#### Work item:
Copy every line below precisely as it appears.

#### Provided entries:
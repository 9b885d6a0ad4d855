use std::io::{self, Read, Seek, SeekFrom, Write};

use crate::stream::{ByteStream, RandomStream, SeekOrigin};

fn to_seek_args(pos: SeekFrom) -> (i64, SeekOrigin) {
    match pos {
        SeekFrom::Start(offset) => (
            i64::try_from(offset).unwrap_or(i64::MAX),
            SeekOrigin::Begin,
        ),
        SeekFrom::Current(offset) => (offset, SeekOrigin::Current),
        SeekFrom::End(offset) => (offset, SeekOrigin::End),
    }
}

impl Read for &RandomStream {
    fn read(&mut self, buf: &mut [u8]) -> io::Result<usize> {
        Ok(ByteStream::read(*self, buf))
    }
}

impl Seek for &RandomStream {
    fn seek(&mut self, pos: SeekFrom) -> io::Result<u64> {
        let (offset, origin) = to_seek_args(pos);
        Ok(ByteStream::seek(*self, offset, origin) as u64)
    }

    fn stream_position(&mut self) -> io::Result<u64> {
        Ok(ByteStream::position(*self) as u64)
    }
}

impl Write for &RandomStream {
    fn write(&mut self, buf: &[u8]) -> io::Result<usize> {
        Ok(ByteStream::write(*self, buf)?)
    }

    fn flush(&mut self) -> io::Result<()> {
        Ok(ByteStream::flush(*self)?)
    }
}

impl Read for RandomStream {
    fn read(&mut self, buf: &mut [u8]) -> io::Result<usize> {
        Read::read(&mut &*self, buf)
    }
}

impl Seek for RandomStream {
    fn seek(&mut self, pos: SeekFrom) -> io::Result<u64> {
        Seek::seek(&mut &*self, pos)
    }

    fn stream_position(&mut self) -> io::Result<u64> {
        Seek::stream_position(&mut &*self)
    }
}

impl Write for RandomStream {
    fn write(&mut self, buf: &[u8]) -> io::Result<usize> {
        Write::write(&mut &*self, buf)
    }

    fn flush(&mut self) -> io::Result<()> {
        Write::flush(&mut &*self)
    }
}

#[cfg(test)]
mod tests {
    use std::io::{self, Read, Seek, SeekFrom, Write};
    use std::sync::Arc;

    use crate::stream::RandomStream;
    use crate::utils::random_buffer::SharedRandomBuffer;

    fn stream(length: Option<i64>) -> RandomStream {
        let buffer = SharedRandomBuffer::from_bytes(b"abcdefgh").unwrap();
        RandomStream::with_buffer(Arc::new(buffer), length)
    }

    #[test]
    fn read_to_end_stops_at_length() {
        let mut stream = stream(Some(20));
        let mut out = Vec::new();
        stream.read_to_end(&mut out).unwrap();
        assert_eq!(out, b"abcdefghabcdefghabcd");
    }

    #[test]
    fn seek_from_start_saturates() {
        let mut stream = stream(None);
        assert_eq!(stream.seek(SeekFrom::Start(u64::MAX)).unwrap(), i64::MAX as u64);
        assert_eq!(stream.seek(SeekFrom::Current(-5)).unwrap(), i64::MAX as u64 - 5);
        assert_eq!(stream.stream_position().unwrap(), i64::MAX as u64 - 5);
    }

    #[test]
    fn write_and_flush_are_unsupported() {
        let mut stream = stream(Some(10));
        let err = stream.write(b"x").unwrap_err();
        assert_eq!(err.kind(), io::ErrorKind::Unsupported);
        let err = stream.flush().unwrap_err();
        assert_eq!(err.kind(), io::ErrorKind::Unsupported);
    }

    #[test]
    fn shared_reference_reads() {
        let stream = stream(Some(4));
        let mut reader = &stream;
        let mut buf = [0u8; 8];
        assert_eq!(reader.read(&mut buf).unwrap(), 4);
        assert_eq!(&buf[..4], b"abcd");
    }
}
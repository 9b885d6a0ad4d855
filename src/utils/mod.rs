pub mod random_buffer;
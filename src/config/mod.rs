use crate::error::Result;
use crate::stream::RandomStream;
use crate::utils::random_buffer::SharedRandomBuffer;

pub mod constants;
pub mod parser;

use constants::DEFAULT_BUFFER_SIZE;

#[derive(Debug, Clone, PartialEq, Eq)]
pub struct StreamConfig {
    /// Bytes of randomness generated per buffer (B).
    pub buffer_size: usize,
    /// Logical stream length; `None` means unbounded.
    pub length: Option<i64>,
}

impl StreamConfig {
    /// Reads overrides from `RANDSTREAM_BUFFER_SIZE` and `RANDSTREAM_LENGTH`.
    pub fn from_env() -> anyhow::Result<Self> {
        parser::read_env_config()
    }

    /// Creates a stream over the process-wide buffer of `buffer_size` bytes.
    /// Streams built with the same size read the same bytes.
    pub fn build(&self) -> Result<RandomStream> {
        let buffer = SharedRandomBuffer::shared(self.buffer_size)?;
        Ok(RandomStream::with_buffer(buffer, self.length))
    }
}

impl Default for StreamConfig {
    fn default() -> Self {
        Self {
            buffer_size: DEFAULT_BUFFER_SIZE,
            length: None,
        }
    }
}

#### Response area:
repository 9b885d6a0ad4d855
use std::io::{self, Read, Seek, SeekFrom, Write};

use crate::stream::{ByteStream, RandomStream, SeekOrigin};

fn to_seek_args(pos: SeekFrom) -> (i64, SeekOrigin) {
    match pos {
        SeekFrom::Start(offset) => (
            i64::try_from(offset).unwrap_or(i64::MAX),
            SeekOrigin::Begin,
        ),
        SeekFrom::Current(offset) => (offset, SeekOrigin::Current),
        SeekFrom::End(offset) => (offset, SeekOrigin::End),
    }
}

impl Read for &RandomStream {
    fn read(&mut self, buf: &mut [u8]) -> io::Result<usize> {
        Ok(ByteStream::read(*self, buf))
    }
}

impl Seek for &RandomStream {
    fn seek(&mut self, pos: SeekFrom) -> io::Result<u64> {
        let (offset, origin) = to_seek_args(pos);
        Ok(ByteStream::seek(*self, offset, origin) as u64)
    }

    fn stream_position(&mut self) -> io::Result<u64> {
        Ok(ByteStream::position(*self) as u64)
    }
}

impl Write for &RandomStream {
    fn write(&mut self, buf: &[u8]) -> io::Result<usize> {
        Ok(ByteStream::write(*self, buf)?)
    }

    fn flush(&mut self) -> io::Result<()> {
        Ok(ByteStream::flush(*self)?)
    }
}

impl Read for RandomStream {
    fn read(&mut self, buf: &mut [u8]) -> io::Result<usize> {
        Read::read(&mut &*self, buf)
    }
}

impl Seek for RandomStream {
    fn seek(&mut self, pos: SeekFrom) -> io::Result<u64> {
        Seek::seek(&mut &*self, pos)
    }

    fn stream_position(&mut self) -> io::Result<u64> {
        Seek::stream_position(&mut &*self)
    }
}

impl Write for RandomStream {
    fn write(&mut self, buf: &[u8]) -> io::Result<usize> {
        Write::write(&mut &*self, buf)
    }

    fn flush(&mut self) -> io::Result<()> {
        Write::flush(&mut &*self)
    }
}

#[cfg(test)]
mod tests {
    use std::io::{self, Read, Seek, SeekFrom, Write};
    use std::sync::Arc;

    use crate::stream::RandomStream;
    use crate::utils::random_buffer::SharedRandomBuffer;

    fn stream(length: Option<i64>) -> RandomStream {
        let buffer = SharedRandomBuffer::from_bytes(b"abcdefgh").unwrap();
        RandomStream::with_buffer(Arc::new(buffer), length)
    }

    #[test]
    fn read_to_end_stops_at_length() {
        let mut stream = stream(Some(20));
        let mut out = Vec::new();
        stream.read_to_end(&mut out).unwrap();
        assert_eq!(out, b"abcdefghabcdefghabcd");
    }

    #[test]
    fn seek_from_start_saturates() {
        let mut stream = stream(None);
        assert_eq!(stream.seek(SeekFrom::Start(u64::MAX)).unwrap(), i64::MAX as u64);
        assert_eq!(stream.seek(SeekFrom::Current(-5)).unwrap(), i64::MAX as u64 - 5);
        assert_eq!(stream.stream_position().unwrap(), i64::MAX as u64 - 5);
    }

    #[test]
    fn write_and_flush_are_unsupported() {
        let mut stream = stream(Some(10));
        let err = stream.write(b"x").unwrap_err();
        assert_eq!(err.kind(), io::ErrorKind::Unsupported);
        let err = stream.flush().unwrap_err();
        assert_eq!(err.kind(), io::ErrorKind::Unsupported);
    }

    #[test]
    fn shared_reference_reads() {
        let stream = stream(Some(4));
        let mut reader = &stream;
        let mut buf = [0u8; 8];
        assert_eq!(reader.read(&mut buf).unwrap(), 4);
        assert_eq!(&buf[..4], b"abcd");
    }
}
repository 9b885d6a0ad4d855
filename src/utils/mod.rs
pub mod random_buffer;
filename src/config/mod.rs
use crate::error::Result;
use crate::stream::RandomStream;
use crate::utils::random_buffer::SharedRandomBuffer;

pub mod constants;
pub mod parser;

use constants::DEFAULT_BUFFER_SIZE;

#[derive(Debug, Clone, PartialEq, Eq)]
pub struct StreamConfig {
    /// Bytes of randomness generated per buffer (B).
    pub buffer_size: usize,
    /// Logical stream length; `None` means unbounded.
    pub length: Option<i64>,
}

impl StreamConfig {
    /// Reads overrides from `RANDSTREAM_BUFFER_SIZE` and `RANDSTREAM_LENGTH`.
    pub fn from_env() -> anyhow::Result<Self> {
        parser::read_env_config()
    }

    /// Creates a stream over the process-wide buffer of `buffer_size` bytes.
    /// Streams built with the same size read the same bytes.
    pub fn build(&self) -> Result<RandomStream> {
        let buffer = SharedRandomBuffer::shared(self.buffer_size)?;
        Ok(RandomStream::with_buffer(buffer, self.length))
    }
}

impl Default for StreamConfig {
    fn default() -> Self {
        Self {
            buffer_size: DEFAULT_BUFFER_SIZE,
            length: None,
        }
    }
}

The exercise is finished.